Only the lines from the start of the entries through the line with "Level::DEBUG" are wanted; please output them exactly.

───── SUPPLIED DATA ─────

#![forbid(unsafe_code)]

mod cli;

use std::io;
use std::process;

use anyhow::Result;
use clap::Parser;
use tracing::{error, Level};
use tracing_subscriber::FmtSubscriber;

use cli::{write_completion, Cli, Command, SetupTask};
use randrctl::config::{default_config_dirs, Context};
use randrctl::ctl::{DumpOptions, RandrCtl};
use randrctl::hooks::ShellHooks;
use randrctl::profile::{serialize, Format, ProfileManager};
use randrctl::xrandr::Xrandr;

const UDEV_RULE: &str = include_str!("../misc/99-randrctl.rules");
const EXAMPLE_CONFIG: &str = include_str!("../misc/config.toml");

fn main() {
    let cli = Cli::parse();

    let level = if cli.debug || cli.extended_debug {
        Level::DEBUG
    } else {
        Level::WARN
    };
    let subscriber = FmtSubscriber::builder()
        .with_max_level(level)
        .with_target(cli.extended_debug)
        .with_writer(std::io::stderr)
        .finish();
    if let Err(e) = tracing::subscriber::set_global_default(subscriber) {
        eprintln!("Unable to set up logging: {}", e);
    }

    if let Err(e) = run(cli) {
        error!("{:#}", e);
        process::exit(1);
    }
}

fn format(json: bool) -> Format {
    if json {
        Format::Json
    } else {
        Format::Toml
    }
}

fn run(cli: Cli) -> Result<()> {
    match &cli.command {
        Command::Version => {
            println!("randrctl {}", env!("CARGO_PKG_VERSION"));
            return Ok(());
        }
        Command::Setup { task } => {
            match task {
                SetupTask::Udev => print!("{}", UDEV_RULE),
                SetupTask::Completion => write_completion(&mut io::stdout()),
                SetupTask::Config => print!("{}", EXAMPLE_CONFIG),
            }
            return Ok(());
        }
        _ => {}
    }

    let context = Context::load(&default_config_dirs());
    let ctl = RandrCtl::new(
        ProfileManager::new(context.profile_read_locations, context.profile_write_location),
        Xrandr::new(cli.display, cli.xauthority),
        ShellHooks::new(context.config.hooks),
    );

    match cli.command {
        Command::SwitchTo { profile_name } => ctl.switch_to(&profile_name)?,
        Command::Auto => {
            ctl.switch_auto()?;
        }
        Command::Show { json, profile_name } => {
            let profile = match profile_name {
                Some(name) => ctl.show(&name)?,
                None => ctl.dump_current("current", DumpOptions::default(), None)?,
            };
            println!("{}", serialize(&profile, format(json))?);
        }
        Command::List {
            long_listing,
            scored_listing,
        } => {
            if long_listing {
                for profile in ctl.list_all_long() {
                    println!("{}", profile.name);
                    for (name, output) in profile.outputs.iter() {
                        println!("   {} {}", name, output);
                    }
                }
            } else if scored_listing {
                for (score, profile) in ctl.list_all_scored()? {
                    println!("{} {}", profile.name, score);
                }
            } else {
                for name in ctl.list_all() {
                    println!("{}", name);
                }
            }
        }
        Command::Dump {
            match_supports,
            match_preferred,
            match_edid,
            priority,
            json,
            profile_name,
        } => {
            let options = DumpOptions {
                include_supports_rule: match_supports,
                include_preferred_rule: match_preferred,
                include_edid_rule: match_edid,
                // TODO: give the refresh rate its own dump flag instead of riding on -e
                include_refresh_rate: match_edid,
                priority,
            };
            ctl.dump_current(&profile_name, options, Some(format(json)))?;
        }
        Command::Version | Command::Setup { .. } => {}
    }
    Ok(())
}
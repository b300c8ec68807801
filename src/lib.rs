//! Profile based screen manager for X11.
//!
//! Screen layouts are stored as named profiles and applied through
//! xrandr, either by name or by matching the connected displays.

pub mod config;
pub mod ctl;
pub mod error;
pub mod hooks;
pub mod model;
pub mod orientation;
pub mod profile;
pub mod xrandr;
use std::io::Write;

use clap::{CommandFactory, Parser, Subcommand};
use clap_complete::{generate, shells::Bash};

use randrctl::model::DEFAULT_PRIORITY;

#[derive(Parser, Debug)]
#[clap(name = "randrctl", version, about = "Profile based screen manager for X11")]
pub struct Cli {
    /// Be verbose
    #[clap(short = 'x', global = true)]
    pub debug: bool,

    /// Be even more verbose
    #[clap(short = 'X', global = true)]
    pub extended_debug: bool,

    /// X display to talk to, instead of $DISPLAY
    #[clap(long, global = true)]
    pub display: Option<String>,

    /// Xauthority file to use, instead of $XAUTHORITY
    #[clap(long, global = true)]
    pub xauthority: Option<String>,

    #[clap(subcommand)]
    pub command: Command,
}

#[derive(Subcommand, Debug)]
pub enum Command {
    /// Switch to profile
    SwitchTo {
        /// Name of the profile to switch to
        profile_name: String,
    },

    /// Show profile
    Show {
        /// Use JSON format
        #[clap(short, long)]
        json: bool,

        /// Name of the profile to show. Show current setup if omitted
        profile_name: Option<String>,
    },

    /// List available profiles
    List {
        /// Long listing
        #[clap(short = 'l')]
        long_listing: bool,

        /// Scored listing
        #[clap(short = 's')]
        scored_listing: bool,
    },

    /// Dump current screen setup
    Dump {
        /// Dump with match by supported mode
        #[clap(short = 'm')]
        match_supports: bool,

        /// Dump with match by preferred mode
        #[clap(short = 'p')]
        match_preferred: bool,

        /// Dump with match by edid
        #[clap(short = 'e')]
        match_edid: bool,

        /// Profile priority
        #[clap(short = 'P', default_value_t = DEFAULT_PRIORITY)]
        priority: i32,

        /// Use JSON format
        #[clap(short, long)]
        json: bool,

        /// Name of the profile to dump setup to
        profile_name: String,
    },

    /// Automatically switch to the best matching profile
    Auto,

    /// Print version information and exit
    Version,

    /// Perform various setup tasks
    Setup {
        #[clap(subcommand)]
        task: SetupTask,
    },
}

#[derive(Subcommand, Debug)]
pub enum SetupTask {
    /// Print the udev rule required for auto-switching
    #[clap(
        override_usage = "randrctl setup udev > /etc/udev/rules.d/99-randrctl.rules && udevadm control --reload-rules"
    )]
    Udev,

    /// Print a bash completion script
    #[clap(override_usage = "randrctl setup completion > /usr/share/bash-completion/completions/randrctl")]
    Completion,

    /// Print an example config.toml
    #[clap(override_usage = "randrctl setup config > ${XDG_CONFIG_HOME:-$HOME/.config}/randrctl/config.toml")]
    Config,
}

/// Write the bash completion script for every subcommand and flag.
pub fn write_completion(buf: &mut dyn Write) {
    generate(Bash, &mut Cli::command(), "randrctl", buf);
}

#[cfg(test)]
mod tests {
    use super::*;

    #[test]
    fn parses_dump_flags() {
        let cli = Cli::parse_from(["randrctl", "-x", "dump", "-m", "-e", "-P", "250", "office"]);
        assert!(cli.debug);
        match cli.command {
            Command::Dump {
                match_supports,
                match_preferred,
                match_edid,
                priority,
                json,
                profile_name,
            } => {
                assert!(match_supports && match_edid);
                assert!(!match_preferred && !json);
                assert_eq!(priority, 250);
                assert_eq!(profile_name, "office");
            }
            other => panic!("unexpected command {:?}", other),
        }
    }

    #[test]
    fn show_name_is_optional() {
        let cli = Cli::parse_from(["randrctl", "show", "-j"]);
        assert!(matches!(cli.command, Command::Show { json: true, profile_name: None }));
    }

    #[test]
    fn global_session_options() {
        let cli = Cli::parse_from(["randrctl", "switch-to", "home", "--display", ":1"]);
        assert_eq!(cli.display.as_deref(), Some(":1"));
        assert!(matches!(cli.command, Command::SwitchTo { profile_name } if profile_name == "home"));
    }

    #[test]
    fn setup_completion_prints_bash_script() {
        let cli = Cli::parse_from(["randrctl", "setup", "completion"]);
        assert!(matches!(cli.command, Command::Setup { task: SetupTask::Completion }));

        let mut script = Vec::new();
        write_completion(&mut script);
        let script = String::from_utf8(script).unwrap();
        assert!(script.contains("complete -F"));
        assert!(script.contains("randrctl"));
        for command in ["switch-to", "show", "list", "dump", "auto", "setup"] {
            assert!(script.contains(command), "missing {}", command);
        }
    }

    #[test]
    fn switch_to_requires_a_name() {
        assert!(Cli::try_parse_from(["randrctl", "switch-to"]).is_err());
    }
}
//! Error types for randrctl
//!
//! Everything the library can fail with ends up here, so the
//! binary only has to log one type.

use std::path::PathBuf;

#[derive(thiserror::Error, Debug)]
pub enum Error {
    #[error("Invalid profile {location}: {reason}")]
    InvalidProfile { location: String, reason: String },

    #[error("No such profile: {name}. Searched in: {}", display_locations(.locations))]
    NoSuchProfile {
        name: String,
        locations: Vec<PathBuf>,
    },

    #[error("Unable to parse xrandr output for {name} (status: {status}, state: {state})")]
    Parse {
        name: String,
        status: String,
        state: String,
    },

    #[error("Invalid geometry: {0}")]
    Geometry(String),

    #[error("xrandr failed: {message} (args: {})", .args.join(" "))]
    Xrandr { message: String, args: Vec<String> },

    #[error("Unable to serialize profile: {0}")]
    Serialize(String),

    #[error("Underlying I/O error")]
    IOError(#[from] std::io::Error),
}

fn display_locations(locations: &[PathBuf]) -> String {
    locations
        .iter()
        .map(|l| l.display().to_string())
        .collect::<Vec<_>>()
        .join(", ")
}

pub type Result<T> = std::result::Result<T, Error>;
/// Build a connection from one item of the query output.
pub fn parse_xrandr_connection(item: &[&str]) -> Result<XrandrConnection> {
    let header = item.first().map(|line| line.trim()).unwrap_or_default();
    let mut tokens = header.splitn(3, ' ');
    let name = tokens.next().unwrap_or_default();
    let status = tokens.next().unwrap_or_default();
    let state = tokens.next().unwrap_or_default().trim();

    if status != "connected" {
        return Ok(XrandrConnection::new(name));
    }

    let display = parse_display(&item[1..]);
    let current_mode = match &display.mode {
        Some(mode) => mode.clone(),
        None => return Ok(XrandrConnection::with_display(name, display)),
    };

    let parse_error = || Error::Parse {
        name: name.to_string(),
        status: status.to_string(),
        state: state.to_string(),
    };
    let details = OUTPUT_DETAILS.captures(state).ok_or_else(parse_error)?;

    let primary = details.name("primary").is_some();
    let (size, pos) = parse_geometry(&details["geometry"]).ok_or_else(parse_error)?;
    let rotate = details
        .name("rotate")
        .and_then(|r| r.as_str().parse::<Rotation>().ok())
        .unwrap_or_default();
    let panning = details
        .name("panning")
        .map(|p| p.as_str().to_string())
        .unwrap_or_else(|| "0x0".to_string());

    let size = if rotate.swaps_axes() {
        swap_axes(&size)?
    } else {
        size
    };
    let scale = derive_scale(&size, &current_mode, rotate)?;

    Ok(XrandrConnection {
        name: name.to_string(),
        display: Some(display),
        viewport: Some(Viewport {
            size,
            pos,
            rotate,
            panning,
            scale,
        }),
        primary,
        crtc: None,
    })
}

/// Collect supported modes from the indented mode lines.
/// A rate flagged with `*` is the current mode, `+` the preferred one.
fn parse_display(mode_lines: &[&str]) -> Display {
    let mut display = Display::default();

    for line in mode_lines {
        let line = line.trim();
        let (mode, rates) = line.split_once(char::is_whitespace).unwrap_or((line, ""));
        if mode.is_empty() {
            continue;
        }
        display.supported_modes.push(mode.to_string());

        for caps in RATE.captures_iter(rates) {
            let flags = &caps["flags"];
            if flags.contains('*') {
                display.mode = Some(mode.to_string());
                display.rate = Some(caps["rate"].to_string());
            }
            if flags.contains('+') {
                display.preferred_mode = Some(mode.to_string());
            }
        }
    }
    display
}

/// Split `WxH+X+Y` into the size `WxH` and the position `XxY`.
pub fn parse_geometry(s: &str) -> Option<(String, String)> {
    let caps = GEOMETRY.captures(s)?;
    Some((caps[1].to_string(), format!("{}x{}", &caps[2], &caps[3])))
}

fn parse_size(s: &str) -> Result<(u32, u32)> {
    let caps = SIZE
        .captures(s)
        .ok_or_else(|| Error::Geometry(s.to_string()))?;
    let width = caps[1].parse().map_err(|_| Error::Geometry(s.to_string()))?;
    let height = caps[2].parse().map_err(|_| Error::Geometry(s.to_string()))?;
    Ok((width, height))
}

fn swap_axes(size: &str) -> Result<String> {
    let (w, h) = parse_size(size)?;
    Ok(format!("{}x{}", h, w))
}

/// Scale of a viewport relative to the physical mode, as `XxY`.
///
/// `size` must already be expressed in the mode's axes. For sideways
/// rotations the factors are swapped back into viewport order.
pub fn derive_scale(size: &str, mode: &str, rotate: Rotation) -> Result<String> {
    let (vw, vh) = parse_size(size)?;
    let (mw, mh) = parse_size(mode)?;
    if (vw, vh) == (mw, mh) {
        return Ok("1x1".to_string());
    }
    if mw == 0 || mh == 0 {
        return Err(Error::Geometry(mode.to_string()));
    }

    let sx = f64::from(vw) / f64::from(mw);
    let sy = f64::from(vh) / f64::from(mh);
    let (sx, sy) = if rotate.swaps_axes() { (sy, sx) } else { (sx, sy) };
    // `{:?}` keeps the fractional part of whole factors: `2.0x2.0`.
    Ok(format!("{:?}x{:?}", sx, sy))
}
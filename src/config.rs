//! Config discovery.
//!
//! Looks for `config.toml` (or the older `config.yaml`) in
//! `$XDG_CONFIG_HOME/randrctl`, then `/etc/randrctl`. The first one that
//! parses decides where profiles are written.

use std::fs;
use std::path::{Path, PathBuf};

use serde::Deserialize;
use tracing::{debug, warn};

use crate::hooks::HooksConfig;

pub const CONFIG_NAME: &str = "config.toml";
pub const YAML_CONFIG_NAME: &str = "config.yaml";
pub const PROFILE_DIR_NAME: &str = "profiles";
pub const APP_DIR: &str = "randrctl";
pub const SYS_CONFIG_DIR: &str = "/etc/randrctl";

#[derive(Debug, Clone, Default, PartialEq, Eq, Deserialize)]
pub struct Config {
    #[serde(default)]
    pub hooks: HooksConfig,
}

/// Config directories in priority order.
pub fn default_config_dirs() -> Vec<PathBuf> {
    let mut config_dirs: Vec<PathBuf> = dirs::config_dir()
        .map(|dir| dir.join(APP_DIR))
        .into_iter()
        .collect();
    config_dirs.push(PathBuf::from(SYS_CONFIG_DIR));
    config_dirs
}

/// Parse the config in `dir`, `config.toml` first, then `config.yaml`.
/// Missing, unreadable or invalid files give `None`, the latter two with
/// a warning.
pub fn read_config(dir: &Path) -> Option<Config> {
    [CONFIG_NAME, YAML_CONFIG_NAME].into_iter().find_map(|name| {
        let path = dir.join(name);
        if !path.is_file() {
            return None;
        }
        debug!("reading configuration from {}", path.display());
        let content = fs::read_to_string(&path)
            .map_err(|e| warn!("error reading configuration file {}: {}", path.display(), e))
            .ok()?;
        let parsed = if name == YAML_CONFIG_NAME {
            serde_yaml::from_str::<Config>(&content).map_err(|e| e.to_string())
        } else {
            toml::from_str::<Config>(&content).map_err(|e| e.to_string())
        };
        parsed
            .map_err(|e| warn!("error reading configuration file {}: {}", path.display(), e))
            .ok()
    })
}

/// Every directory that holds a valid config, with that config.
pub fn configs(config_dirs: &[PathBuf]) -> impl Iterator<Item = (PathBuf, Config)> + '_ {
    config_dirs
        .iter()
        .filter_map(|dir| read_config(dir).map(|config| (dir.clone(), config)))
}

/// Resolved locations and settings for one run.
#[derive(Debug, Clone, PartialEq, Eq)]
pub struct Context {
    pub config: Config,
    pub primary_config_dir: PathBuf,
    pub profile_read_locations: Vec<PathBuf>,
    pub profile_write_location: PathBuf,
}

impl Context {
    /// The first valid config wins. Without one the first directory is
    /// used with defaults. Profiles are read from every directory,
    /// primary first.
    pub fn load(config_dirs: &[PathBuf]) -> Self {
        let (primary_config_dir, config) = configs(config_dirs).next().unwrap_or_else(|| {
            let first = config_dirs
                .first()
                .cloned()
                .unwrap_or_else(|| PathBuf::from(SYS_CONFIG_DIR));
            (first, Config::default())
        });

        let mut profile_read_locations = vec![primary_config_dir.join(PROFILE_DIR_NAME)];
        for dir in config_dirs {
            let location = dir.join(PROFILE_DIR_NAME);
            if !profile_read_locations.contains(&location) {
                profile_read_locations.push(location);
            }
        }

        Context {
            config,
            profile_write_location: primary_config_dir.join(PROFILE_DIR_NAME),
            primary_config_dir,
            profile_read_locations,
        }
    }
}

─────

- ANSWER TO THIS EXERCISE:
#![forbid(unsafe_code)]

mod cli;

use std::io;
use std::process;

use anyhow::Result;
use clap::Parser;
use tracing::{error, Level};
use tracing_subscriber::FmtSubscriber;

use cli::{write_completion, Cli, Command, SetupTask};
use randrctl::config::{default_config_dirs, Context};
use randrctl::ctl::{DumpOptions, RandrCtl};
use randrctl::hooks::ShellHooks;
use randrctl::profile::{serialize, Format, ProfileManager};
use randrctl::xrandr::Xrandr;

const UDEV_RULE: &str = include_str!("../misc/99-randrctl.rules");
const EXAMPLE_CONFIG: &str = include_str!("../misc/config.toml");

fn main() {
    let cli = Cli::parse();

    let level = if cli.debug || cli.extended_debug {
        Level::DEBUG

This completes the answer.